In a 2011 Atlantic article on changing attitudes toward dating and marriage (“All the Single Ladies”), Kate Bolick highlights this dilemma at the same time she points to one of the high-water marks in the history of autonomy:
“Now that we can pursue our own status and security, and are therefore liberated from needing men the way we once did, we are free to like them more, or at least more idiosyncratically, which is how love ought to be, isn’t it?”
The situation, and the ambivalence, Bolick describes here gets to the heart of the paradox surrounding civic virtue in Barack Obama’s America. On the one hand, she recognizes that women’s emancipation from an earlier era of circumscribed gender roles represents moral and political progress. It is part of an enduring legacy in the American political tradition. But in the same breath Bolick also exhibits a peculiarly modern form of egotism, a soft inclination to view others as means of personal satisfaction because they (in this case, members of her opposite sex) happen to exist within a marketplace indistinguishable from others. Earlier in the article she makes this egotism plain in what appears as a casual aside:
“as women have climbed ever higher, men have been falling behind. We’ve arrived at the top of the staircase, finally ready to start our lives, only to discover a cavernous room at the tail end of a party, most of the men gone already, some having never shown up—and those who remain are leering by the cheese table, or are, you know, the ones you don’t want to go out with.”

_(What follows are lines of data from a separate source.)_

//! Action enum - All possible application actions
//!
//! Actions are discrete operations that the application can perform.
//! Components emit Actions in response to events, and the App processes
//! them to update state. The owner-facing events of the table and the rule
//! editor (load more, visible items, rule change, rule delete) are Actions
//! too, so the components never touch state they do not own.

use crate::model::{Row, RulePatch};
use std::fmt;

/// All possible actions in the application
#[derive(Debug, Clone, PartialEq, Eq)]
pub enum Action {
    // ─────────────────────────────────────────────────────────────────────────
    // App Lifecycle
    // ─────────────────────────────────────────────────────────────────────────
    /// Regular tick for timers and background polling
    Tick,
    /// Terminal was resized
    Resize(u16, u16),
    /// Quit without confirmation
    ForceQuit,

    // ─────────────────────────────────────────────────────────────────────────
    // Navigation
    // ─────────────────────────────────────────────────────────────────────────
    /// Move to next item in list
    NextItem,
    /// Move to previous item in list
    PrevItem,
    /// Jump to first item
    FirstItem,
    /// Jump to last item
    LastItem,
    /// Move one page down
    PageDown,
    /// Move one page up
    PageUp,
    /// Switch focus between the table and the rule list
    FocusNextPane,

    // ─────────────────────────────────────────────────────────────────────────
    // Modals
    // ─────────────────────────────────────────────────────────────────────────
    /// Open quit confirmation dialog
    OpenQuitDialog,
    /// Open help dialog showing all keyboard shortcuts
    OpenHelp,
    /// Close the current modal
    CloseModal,

    // ─────────────────────────────────────────────────────────────────────────
    // Windowed Table
    // ─────────────────────────────────────────────────────────────────────────
    /// Ask the owner to fetch rows for an index range (inclusive)
    LoadMore { start: usize, stop: usize },
    /// Loaded records currently in view, after debouncing
    VisibleItemsChanged(Vec<Row>),

    // ─────────────────────────────────────────────────────────────────────────
    // Slot-filling Rules
    // ─────────────────────────────────────────────────────────────────────────
    /// Append an empty rule
    AddRule,
    /// Shallow-merge a partial update into the rule at `index`
    RuleChanged { index: usize, patch: RulePatch },
    /// Remove the rule at `index`
    RuleDeleted(usize),
    /// Write the project file back to disk
    SaveProject,
}

impl fmt::Display for Action {
    fn fmt(&self, f: &mut fmt::Formatter<'_>) -> fmt::Result {
        match self {
            Action::Tick => write!(f, "Tick"),
            Action::Resize(w, h) => write!(f, "Resize({}, {})", w, h),
            Action::ForceQuit => write!(f, "ForceQuit"),
            Action::NextItem => write!(f, "NextItem"),
            Action::PrevItem => write!(f, "PrevItem"),
            Action::FirstItem => write!(f, "FirstItem"),
            Action::LastItem => write!(f, "LastItem"),
            Action::PageDown => write!(f, "PageDown"),
            Action::PageUp => write!(f, "PageUp"),
            Action::FocusNextPane => write!(f, "FocusNextPane"),
            Action::OpenQuitDialog => write!(f, "OpenQuitDialog"),
            Action::OpenHelp => write!(f, "OpenHelp"),
            Action::CloseModal => write!(f, "CloseModal"),
            Action::LoadMore { start, stop } => write!(f, "LoadMore({}..={})", start, stop),
            Action::VisibleItemsChanged(rows) => write!(f, "VisibleItemsChanged({})", rows.len()),
            Action::AddRule => write!(f, "AddRule"),
            Action::RuleChanged { index, patch } => {
                write!(f, "RuleChanged({}, [{}])", index, patch.fields().join(", "))
            }
            Action::RuleDeleted(index) => write!(f, "RuleDeleted({})", index),
            Action::SaveProject => write!(f, "SaveProject"),
        }
    }
}

#[cfg(test)]
mod tests {
    use super::*;
    use crate::model::slot_filling::source_change_patch;
    use crate::model::SourceType;

    #[test]
    fn test_display_rule_changed_lists_fields() {
        let action = Action::RuleChanged {
            index: 1,
            patch: source_change_patch(SourceType::FromText),
        };
        assert_eq!(action.to_string(), "RuleChanged(1, [type, entity, value])");
    }

    #[test]
    fn test_display_load_more() {
        let action = Action::LoadMore { start: 40, stop: 59 };
        assert_eq!(action.to_string(), "LoadMore(40..=59)");
    }
}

If this passage gives us any indication of the current state of American social (not to mention gender) relations, we have more to fear than the prospect of overt political defeat this November. No matter whom it applies to, the assumption that others are non-essential parts within an anarchic void of inter-penetrable exchanges flouts every element of civic virtue traditionally understood. It espouses an opportunity-based vision of American citizenship and personhood entirely at odds with Obama’s rhetoric of the collective good; but perhaps it also confirms the extent to which the president really is out of touch.
Whatever his political fortunes turn out to be, he’ll be able to say fairly that he warned us.